BNG Deliveries

How much could marijuana save Medicare funding?

Well…  according to the research started in 2007 and recently published on HealthAffairs, the answer is somewhere in the realm of 1 billion per year.

How could this be?

Research concludes that states that employ some type of medical marijuana program have seen between an 11 and a 17 percent reduction in painkiller-prescription fulfillment.  Now, this is not to say that doctors in those states have stopped prescribing opioids, it simply means that 11+ percent of people have decided against filling the prescription.  Those who don’t fill the prescription would prefer to have their local pot delivery service bring them some herb.

This translates into a direct saving for Medicare because Medicare isn’t buying overpriced and over prescribed opiate derivatives for their cardholders.

For those who don’t know, the Medicare program is primarily comprised of elderly retirees on a fixed income.  Therefor, it would make more personally fiscal sense to fill the prescription and let Medicare foot the bill.  The only conclusion to be made from this is that the drop in fulfillment means that some 11+ percent of seniors would prefer to avoid the opioids rather than save money.

That’s an interesting concept; a concept quite contradictory to the current stated beliefs of our governing agencies.  Our current attorney general, Jeff Sessions, for example, expressed astonishment “to hear people suggest that we can solve our heroin crisis by legalizing marijuana — so people can trade one life-wrecking dependency for another that’s only slightly less awful. Our nation needs to say clearly once again that using drugs will destroy your life.”

Clearly, Sessions is ignoring (or more likely completely unaware) of the data.

While we doubt that Sessions, or any of his cronies, are likely to poke around our little site, we’ve decided to bullet point some of the data for him anyways.

Legal marijuana access data:

  • On a yearly average, states where marijuana was legalized experience about 25 percent fewer fatal overdoses from opioids than non-legal states.
  • The trend seemed to grow year-over-year. The first year after legalization, the fatal overdose rate declined about 20 percent; after five years, these states saw about 34 percent fewer opioid-related overdose deaths.
  • Hospital admissions due to opioid use also declined 28 to 35 percent in legal states compared to non-legal states.
  • Legal marijuana laws make it easier for patients to obtain and use marijuana, and so reduce their reliance on opioids to manage their pain
  • Medicare prescriptions for drugs that treat pain, anxiety, sleep disorders, seizures, nausea, and depression dropped significantly in the years following medical marijuana legalization.
  • The decline in prescriptions covered under Medicare amounted to $165 million in savings in 2013 alone, and has since risen to a savings of $1.1 Billion a year.

This data seems moderately clear.  People don’t want prescription drugs.  Given the opportunity, they will go for the all natural, seemingly endlessly helpful properties of marijuana.
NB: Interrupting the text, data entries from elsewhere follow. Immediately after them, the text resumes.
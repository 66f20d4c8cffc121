use crate::game::Breadcrumb;

/// Compresses consecutive moves of the same totem, e.g. `A-UU, B-R`.
pub fn format_solution(moves: &[Breadcrumb]) -> String {
    let mut runs: Vec<(&str, String)> = Vec::new();

    for crumb in moves {
        if let Some((totem, directions)) = runs.last_mut() {
            if *totem == crumb.totem {
                directions.push(crumb.direction.symbol());
                continue;
            }
        }
        runs.push((crumb.totem.as_str(), crumb.direction.symbol().to_string()));
    }

    runs.iter()
        .map(|(totem, directions)| format!("{}-{}", totem, directions))
        .collect::<Vec<_>>()
        .join(", ")
}

/// Formats every solution, fewest moves first. Equal lengths keep their
/// discovery order.
pub fn format_all(solutions: &[Vec<Breadcrumb>]) -> Vec<String> {
    let mut sorted: Vec<&Vec<Breadcrumb>> = solutions.iter().collect();
    sorted.sort_by_key(|moves| moves.len());
    sorted.into_iter().map(|moves| format_solution(moves)).collect()
}

#[cfg(test)]
mod tests {
    use super::*;
    use crate::totem::Direction::{self, *};

    fn moves(steps: &[(&str, Direction)]) -> Vec<Breadcrumb> {
        steps
            .iter()
            .map(|&(totem, direction)| Breadcrumb::new(totem, direction))
            .collect()
    }

    #[test]
    fn compresses_runs() {
        assert_eq!(
            format_solution(&moves(&[("A", Up), ("A", Up), ("B", Right)])),
            "A-UU, B-R"
        );
        assert_eq!(
            format_solution(&moves(&[("X", Down), ("X", Down), ("Y", Up)])),
            "X-DD, Y-U"
        );
    }

    #[test]
    fn same_totem_again_starts_new_run() {
        assert_eq!(
            format_solution(&moves(&[("A", Left), ("X", Up), ("A", Right), ("A", Down)])),
            "A-L, X-U, A-RD"
        );
    }

    #[test]
    fn empty_solution_formats_empty() {
        assert_eq!(format_solution(&[]), "");
    }

    #[test]
    fn shortest_first_and_stable() {
        let solutions = vec![
            moves(&[("A", Up), ("B", Up), ("X", Left), ("B", Down), ("X", Up)]),
            moves(&[("C", Up), ("X", Right), ("X", Down)]),
            moves(&[("B", Left), ("X", Left), ("X", Left)]),
        ];
        assert_eq!(
            format_all(&solutions),
            vec![
                "C-U, X-RD",
                "B-L, X-LL",
                "A-U, B-U, X-L, B-D, X-U",
            ]
        );
    }

    #[test]
    fn no_solutions() {
        assert!(format_all(&[]).is_empty());
    }
}
use itertools::izip;
use statrs::consts::LN_SQRT_2PI;

const LN_2PI: f64 = 2.0 * LN_SQRT_2PI;

/// `out = y + a * x`
pub(crate) fn axpy_out(x: &[f64], y: &[f64], a: f64, out: &mut [f64]) {
    let n = x.len();
    assert!(y.len() == n);
    assert!(out.len() == n);

    izip!(x, y, out).for_each(|(x, y, out)| {
        *out = a * x + y;
    });
}

/// `y += a * x`
pub(crate) fn axpy(x: &[f64], y: &mut [f64], a: f64) {
    assert!(x.len() == y.len());

    izip!(x, y).for_each(|(x, y)| {
        *y += a * x;
    });
}

pub(crate) fn squared_distance(a: &[f64], b: &[f64]) -> f64 {
    assert!(a.len() == b.len());
    izip!(a, b)
        .map(|(a, b)| {
            let diff = a - b;
            diff * diff
        })
        .sum()
}

/// Log density of `N(mean, scale^2 I)` at `x`.
pub(crate) fn isotropic_normal_logpdf(x: &[f64], mean: &[f64], scale: f64) -> f64 {
    let n = x.len() as f64;
    let dist = squared_distance(x, mean);
    -0.5 * dist / (scale * scale) - n * scale.ln() - 0.5 * n * LN_2PI
}

pub(crate) fn all_finite(values: &[f64]) -> bool {
    values.iter().all(|val| val.is_finite())
}

/// Map a real number to (0, 1).
#[inline]
pub fn inv_logit(x: f64) -> f64 {
    if x >= 0. {
        1. / (1. + (-x).exp())
    } else {
        let e = x.exp();
        e / (1. + e)
    }
}

/// `ln(1 + exp(x))` without overflow for large `x`.
#[inline]
pub(crate) fn log1p_exp(x: f64) -> f64 {
    x.max(0.) + (-x.abs()).exp().ln_1p()
}

#[inline]
pub fn logit(p: f64) -> f64 {
    p.ln() - (-p).ln_1p()
}
use anyhow::Result;
use rand::Rng;
use rand_distr::{Distribution, StandardNormal};
use statrs::consts::LN_SQRT_2PI;

use crate::model::{ClosedFormPosterior, Model};

/// Independent standard normal coordinates, with analytic gradient.
#[derive(Debug, Clone, Copy)]
pub struct StdNormal {
    dim: usize,
}

impl StdNormal {
    pub fn new(dim: usize) -> Self {
        StdNormal { dim }
    }
}

impl Default for StdNormal {
    fn default() -> Self {
        StdNormal::new(1)
    }
}

impl Model for StdNormal {
    fn dims(&self) -> usize {
        self.dim
    }

    fn log_density(&self, position: &[f64]) -> f64 {
        position
            .iter()
            .map(|x| -0.5 * x * x - LN_SQRT_2PI)
            .sum()
    }

    fn log_density_gradient(&self, position: &[f64]) -> (f64, Box<[f64]>) {
        let grad = position.iter().map(|x| -x).collect();
        (self.log_density(position), grad)
    }

    fn initial_state<R: Rng + ?Sized>(&self, rng: &mut R) -> Result<Box<[f64]>> {
        Ok((0..self.dim)
            .map(|_| StandardNormal.sample(&mut *rng))
            .collect())
    }
}

impl ClosedFormPosterior for StdNormal {
    fn posterior_mean(&self) -> f64 {
        0.
    }

    fn posterior_variance(&self) -> f64 {
        1.
    }
}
We can testify to that here at BNG deliveries.  We have multiple fixed income seniors who have active prescriptions for medication they don’t want to use.  So they don’t.  Instead, they call us and get a strain that will quell their discomforts and keep them feeling useful and alive.

As long as people turn to marijuana to avoid designer drugs, there will continue to be a savings in the insurance companies that exclude marijuana coverage.  Personally, we believe that marijuana should be covered under every medical insurance out there.  We don’t want to see a savings.  We want to see a shift in coverage and a landslide shift in use.


Until marijuana is reclassified to a lower drug schedule and allowed to be studied, this seems unlikely to happen.

And as we have seen time and time again- rescheduling seems like a light at the end of a very long and treacherous tunnel: filled with lies, disinformation, phobia, lack of understanding and archaic beliefs.

Bottom line:

If you want to shorten that tunnel, it’s time to bother your Senator and Representatives.  And I mean BOTHER them.  Don’t write one letter or sign some petition that happened to come your way.  Write them every Monday to let them know you think things need to change.  And then follow up with a call the following Thursday to make sure they got your message.  Accomplishing anything takes work; change takes even more work.  So let’s work!